● **Directions for this task**: Count the lines below that hold the word "DateTime" and say how many, with no other text.

● **Data in this exercise**:
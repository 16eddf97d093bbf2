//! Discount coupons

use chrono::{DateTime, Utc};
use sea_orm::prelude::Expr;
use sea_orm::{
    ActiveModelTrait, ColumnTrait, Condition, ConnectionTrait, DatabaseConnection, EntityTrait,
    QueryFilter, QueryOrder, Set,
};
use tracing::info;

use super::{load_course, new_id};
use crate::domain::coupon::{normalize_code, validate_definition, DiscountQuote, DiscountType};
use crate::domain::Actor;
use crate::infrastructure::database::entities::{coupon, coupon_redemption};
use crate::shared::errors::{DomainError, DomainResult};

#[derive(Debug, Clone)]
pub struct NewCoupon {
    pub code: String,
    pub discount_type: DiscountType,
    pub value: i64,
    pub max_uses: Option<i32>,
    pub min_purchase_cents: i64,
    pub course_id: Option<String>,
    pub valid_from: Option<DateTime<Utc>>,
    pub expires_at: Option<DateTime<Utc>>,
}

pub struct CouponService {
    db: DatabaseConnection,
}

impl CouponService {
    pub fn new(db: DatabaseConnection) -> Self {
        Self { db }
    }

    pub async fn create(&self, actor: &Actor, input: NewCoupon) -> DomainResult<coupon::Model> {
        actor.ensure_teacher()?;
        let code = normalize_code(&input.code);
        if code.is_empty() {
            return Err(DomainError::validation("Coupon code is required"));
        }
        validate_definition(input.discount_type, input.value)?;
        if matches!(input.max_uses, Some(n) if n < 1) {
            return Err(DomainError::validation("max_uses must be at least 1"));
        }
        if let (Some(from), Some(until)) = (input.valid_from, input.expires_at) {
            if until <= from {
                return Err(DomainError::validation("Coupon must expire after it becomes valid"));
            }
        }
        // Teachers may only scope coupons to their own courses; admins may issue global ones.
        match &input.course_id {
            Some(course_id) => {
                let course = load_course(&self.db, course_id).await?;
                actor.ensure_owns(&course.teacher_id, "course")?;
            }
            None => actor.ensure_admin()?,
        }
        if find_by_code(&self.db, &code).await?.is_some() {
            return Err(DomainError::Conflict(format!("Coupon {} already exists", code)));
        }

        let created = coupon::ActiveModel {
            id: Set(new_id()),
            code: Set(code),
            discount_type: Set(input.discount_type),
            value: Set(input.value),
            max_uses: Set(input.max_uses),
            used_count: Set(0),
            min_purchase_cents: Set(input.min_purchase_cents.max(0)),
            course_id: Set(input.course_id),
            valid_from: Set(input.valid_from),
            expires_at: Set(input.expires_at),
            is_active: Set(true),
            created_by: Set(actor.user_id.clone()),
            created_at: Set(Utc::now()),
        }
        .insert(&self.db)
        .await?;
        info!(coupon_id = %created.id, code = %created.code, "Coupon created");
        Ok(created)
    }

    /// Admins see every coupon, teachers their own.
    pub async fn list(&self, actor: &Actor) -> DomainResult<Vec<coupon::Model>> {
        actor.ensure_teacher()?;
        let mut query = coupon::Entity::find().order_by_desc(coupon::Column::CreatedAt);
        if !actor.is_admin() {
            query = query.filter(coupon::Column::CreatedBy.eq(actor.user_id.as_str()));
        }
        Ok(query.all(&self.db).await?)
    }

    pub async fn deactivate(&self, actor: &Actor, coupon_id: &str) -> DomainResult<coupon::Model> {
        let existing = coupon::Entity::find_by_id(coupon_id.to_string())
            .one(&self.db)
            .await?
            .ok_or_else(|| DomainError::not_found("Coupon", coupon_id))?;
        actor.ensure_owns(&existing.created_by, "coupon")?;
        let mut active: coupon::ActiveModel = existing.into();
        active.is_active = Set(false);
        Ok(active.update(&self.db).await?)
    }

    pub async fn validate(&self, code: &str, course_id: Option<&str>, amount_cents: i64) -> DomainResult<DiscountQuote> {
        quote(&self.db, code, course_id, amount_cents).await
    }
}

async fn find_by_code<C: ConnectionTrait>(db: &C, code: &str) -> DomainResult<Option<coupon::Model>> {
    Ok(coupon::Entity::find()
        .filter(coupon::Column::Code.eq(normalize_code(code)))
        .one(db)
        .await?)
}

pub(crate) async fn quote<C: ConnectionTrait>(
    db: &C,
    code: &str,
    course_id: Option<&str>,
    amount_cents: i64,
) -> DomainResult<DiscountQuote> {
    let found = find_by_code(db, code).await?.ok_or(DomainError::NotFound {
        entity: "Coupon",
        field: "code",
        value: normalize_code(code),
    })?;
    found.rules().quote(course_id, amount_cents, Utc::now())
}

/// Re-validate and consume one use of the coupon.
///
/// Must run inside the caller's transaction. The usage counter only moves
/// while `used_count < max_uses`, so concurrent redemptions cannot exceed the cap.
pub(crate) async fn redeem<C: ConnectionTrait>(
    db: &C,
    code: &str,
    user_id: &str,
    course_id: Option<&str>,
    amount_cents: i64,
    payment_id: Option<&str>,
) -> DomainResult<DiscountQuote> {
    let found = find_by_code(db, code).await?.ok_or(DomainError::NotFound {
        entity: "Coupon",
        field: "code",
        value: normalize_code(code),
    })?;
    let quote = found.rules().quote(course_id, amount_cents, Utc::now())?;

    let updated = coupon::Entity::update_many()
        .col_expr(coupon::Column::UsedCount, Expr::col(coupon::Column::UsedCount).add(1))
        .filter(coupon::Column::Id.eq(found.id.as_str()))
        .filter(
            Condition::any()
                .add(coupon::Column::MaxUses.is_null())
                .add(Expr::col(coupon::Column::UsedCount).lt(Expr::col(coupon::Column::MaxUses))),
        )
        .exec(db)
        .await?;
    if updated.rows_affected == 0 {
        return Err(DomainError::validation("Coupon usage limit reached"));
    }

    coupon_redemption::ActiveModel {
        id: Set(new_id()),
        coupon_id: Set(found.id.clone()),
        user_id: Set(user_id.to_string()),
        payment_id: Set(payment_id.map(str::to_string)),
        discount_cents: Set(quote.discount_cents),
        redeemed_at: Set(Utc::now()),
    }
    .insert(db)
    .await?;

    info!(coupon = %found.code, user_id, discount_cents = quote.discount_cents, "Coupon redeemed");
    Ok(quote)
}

● **The answer**: 3